Navigating the southernmost tip of South America is a forbidding prospect even for the most experienced of sailors. Photo: PPL
Not a single sailor who has rounded Cape Horn ever forgets it, and it is the most human of desires to want to share it with others. It is for this reason that the International Association of Cape Horners (IACH) was founded in 1957.
It was created as an associate body of the French Amicale Internationale des Capitaines au Long Cours Cap Horniers, founded two decades earlier in St Malo. Since then, sailors from all over the world have joined forces to share experiences of those who’ve been there and to enlist adventurous Cape Horners into a Hall of Fame based in Les Sables d’Olonne.
This year, French ocean legend Jean-Luc Van Den Heede, Vice-President of IACH, was honoured with a Lifetime Achievement Award at the annual dinner in Portsmouth. He was the first person to receive this prestigious award.

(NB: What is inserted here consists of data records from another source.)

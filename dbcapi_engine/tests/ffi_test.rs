//! C ABI exercised as a C caller would: ids, binary params, encoded
//! results and completion polling.
mod helpers;
use dbcapi_engine::ffi::*;
use dbcapi_engine::{serialize_bind_params, BindParams, ParamValue, ResultDecoder, Value};
use helpers::fake_driver;
use std::cell::RefCell;
use std::ffi::{c_void, CString};
use std::os::raw::{c_int, c_uint};
use std::ptr;

struct Completions(RefCell<Vec<(c_int, c_uint, Vec<u8>)>>);

extern "C" fn on_complete(
    user_data: *mut c_void,
    status: c_int,
    object_id: c_uint,
    data: *const u8,
    data_len: c_uint,
) {
    // Safety: the tests below pass a live `Completions` as user data
    let done = unsafe { &*(user_data as *const Completions) };
    let bytes = if data_len == 0 {
        Vec::new()
    } else {
        // Safety: valid for `data_len` bytes during the call
        unsafe { std::slice::from_raw_parts(data, data_len as usize) }.to_vec()
    };
    done.0.borrow_mut().push((status, object_id, bytes));
}

fn ud(done: &Completions) -> *mut c_void {
    done as *const Completions as *mut c_void
}

#[test]
fn test_wide_insert_through_c_abi() {
    let (fake, ctx) = fake_driver();
    set_thread_driver(ctx.clone());
    assert_eq!(dbc_init(), 0);

    let base = CString::new("UID=dba;PWD=sql").unwrap();
    let conn = dbc_connection_new(base.as_ptr());
    assert!(conn > 0);
    assert_eq!(dbc_connected(conn), 0);
    assert_eq!(dbc_connect(conn, ptr::null(), None, ptr::null_mut()), DBC_OK);
    assert_eq!(dbc_connected(conn), 1);
    assert_eq!(
        fake.last_connection_string().as_deref(),
        Some("UID=dba;PWD=sql;CHARSET='UTF-8'")
    );

    let params = serialize_bind_params(&BindParams::Wide(vec![
        vec![ParamValue::Integer(1), ParamValue::String("a".to_string())],
        vec![ParamValue::Integer(2), ParamValue::String("b".to_string())],
    ]));
    let sql = CString::new("INSERT INTO t VALUES (?, ?) -- AS id AS name").unwrap();
    let mut out = vec![0u8; 1024];
    let mut written: c_uint = 0;
    let rc = dbc_exec(
        conn,
        sql.as_ptr(),
        params.as_ptr(),
        params.len() as c_uint,
        out.as_mut_ptr(),
        out.len() as c_uint,
        &mut written,
        None,
        ptr::null_mut(),
    );
    assert_eq!(rc, DBC_OK);
    let result = ResultDecoder::parse(&out[..written as usize]).unwrap();
    let rows = result.rows().unwrap();
    assert_eq!(rows.len(), 2);
    assert_eq!(rows[1].get("name"), Some(&Value::String("b".to_string())));

    assert_eq!(dbc_disconnect(conn, None, ptr::null_mut()), DBC_OK);
    assert_eq!(dbc_connection_free(conn), DBC_OK);
    assert_eq!(dbc_connection_free(conn), DBC_ERROR);
    assert_eq!(ctx.open_connections(), 0);
}

#[test]
fn test_async_lifecycle_through_poll() {
    let (_fake, ctx) = fake_driver();
    set_thread_driver(ctx.clone());
    let done = Completions(RefCell::new(Vec::new()));

    let conn = dbc_connection_new(ptr::null());
    assert_eq!(dbc_connect(conn, ptr::null(), Some(on_complete), ud(&done)), DBC_PENDING);
    assert_eq!(dbc_commit(conn, Some(on_complete), ud(&done)), DBC_PENDING);
    assert_eq!(dbc_rollback(conn, Some(on_complete), ud(&done)), DBC_PENDING);

    let mut delivered = 0;
    while delivered < 3 {
        delivered += dbc_poll(1_000);
    }
    let statuses: Vec<c_int> = done.0.borrow().iter().map(|(s, _, _)| *s).collect();
    assert_eq!(statuses.len(), 3);
    // commit/rollback may have raced ahead of connect on the pool
    assert!(statuses.iter().all(|s| *s == 0 || *s == -2005));
    assert_eq!(dbc_connected(conn), 1);

    done.0.borrow_mut().clear();
    assert_eq!(dbc_disconnect(conn, Some(on_complete), ud(&done)), DBC_PENDING);
    while dbc_poll(1_000) == 0 {}
    assert_eq!(done.0.borrow()[0].0, 0);
    assert_eq!(dbc_connected(conn), 0);
    dbc_connection_free(conn);
}

#[test]
fn test_statement_ids_and_more_results() {
    let (fake, ctx) = fake_driver();
    fake.script(
        "CALL two()",
        vec![
            dbcapi_engine::test_helpers::FakeResult::Affected(1),
            dbcapi_engine::test_helpers::FakeResult::Affected(2),
        ],
    );
    set_thread_driver(ctx);
    let conn = dbc_connection_new(ptr::null());
    dbc_connect(conn, ptr::null(), None, ptr::null_mut());

    let sql = CString::new("CALL two()").unwrap();
    let mut stmt: c_uint = 0;
    assert_eq!(dbc_prepare(conn, sql.as_ptr(), &mut stmt, None, ptr::null_mut()), DBC_OK);
    assert!(stmt > 0);

    let mut out = vec![0u8; 256];
    let mut written: c_uint = 0;
    let exec = dbc_stmt_exec(
        stmt,
        ptr::null(),
        0,
        out.as_mut_ptr(),
        out.len() as c_uint,
        &mut written,
        None,
        ptr::null_mut(),
    );
    assert_eq!(exec, DBC_OK);
    assert_eq!(
        ResultDecoder::parse(&out[..written as usize]).unwrap().row_count(),
        Some(1)
    );

    let more = dbc_stmt_more_results(
        stmt,
        out.as_mut_ptr(),
        out.len() as c_uint,
        &mut written,
        None,
        ptr::null_mut(),
    );
    assert_eq!(more, DBC_OK);
    assert_eq!(
        ResultDecoder::parse(&out[..written as usize]).unwrap().row_count(),
        Some(2)
    );

    dbc_connection_free(conn);
    let after_free = dbc_stmt_exec(
        stmt,
        ptr::null(),
        0,
        out.as_mut_ptr(),
        out.len() as c_uint,
        &mut written,
        None,
        ptr::null_mut(),
    );
    assert_eq!(after_free, DBC_ERROR);
    assert_eq!(dbc_stmt_drop(stmt, None, ptr::null_mut()), DBC_OK);
}

#[test]
fn test_cancel_and_null_arguments() {
    let (_fake, ctx) = fake_driver();
    set_thread_driver(ctx);
    let conn = dbc_connection_new(ptr::null());
    assert_eq!(dbc_cancel(conn), DBC_OK);

    let mut written: c_uint = 0;
    let rc = dbc_exec(
        conn,
        ptr::null(),
        ptr::null(),
        0,
        ptr::null_mut(),
        0,
        &mut written,
        None,
        ptr::null_mut(),
    );
    assert_eq!(rc, DBC_ERROR);

    let mut buf = [0 as std::os::raw::c_char; 64];
    let n = dbc_get_error(conn, buf.as_mut_ptr(), buf.len() as c_uint);
    assert!(n > 0);
    // Safety: null-terminated by dbc_get_error
    let msg = unsafe { std::ffi::CStr::from_ptr(buf.as_ptr()) }.to_string_lossy();
    assert_eq!(msg, "Code: -2002 Msg: Invalid Arguments");
    dbc_connection_free(conn);
}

A view of Cape Horn from the deck of Alaska Eagle, as skippered by Skip Novak in the 1981/82 Whitbread Round the World Race
Jean-Luc has rounded the Southern Ocean landmark a record 12 times during his decades-long sailing career – six times solo eastabout, four times solo westabout, once as part of a two-man delivery crew and once while cruising in 2014.
He still holds the world record for the fastest solo westabout circumnavigation of the world, which he completed in 122 days, 14 hours, 3 minutes and 49 seconds.
‘Cape Horn is not pretty, it’s just the end of the 40s and the 50s,’ said the former maths teacher, who has sailed round the Horn, with, variously, a dislodged keel, a dismasting and a jury rig of which we were shown some hairy video footage taken from a helicopter crew which flew so low, ‘the crew got their feet wet.’

Van Den Heede (l) steps ashore after winning the GGR. Photo: Skip Novak/PPL
The IACH also helps promote the Vendée Globe and has joined forces with the Golden Globe Race – partnering the 2022 edition – which is the non-stop, solo, round-the-world race, first established in 1968-69 in which nine sailors entered.
‘And only one finished, me,’ said Sir Robin, President of the IACH, as he took to the stage at the Royal Maritime Club in Portsmouth for the dinner, with over 160 Cape Horners in attendance, the largest number in the association’s history.

Gipsy Moth IV in 1967. Photo: Sunday Times/Chichester Archive/PPL
‘It is the most feared cape,’ said Sir Robin, ‘where it blows a full gale most days, a storm the rest, and a hurricane once a month. It is a very special achievement, not just sailing round it but getting down there to do it and back again.’
Since 1616 more than 800 ships have foundered off Cape Horn with the loss of 10,000 lives, he continued, drowned in 20 to 30m waves which roll on regardless and where sailors would pierce their left ear with a gold ring – normally the windward lobe while rounding the Horn – to pay for a Christian burial in case their corpse made landfall.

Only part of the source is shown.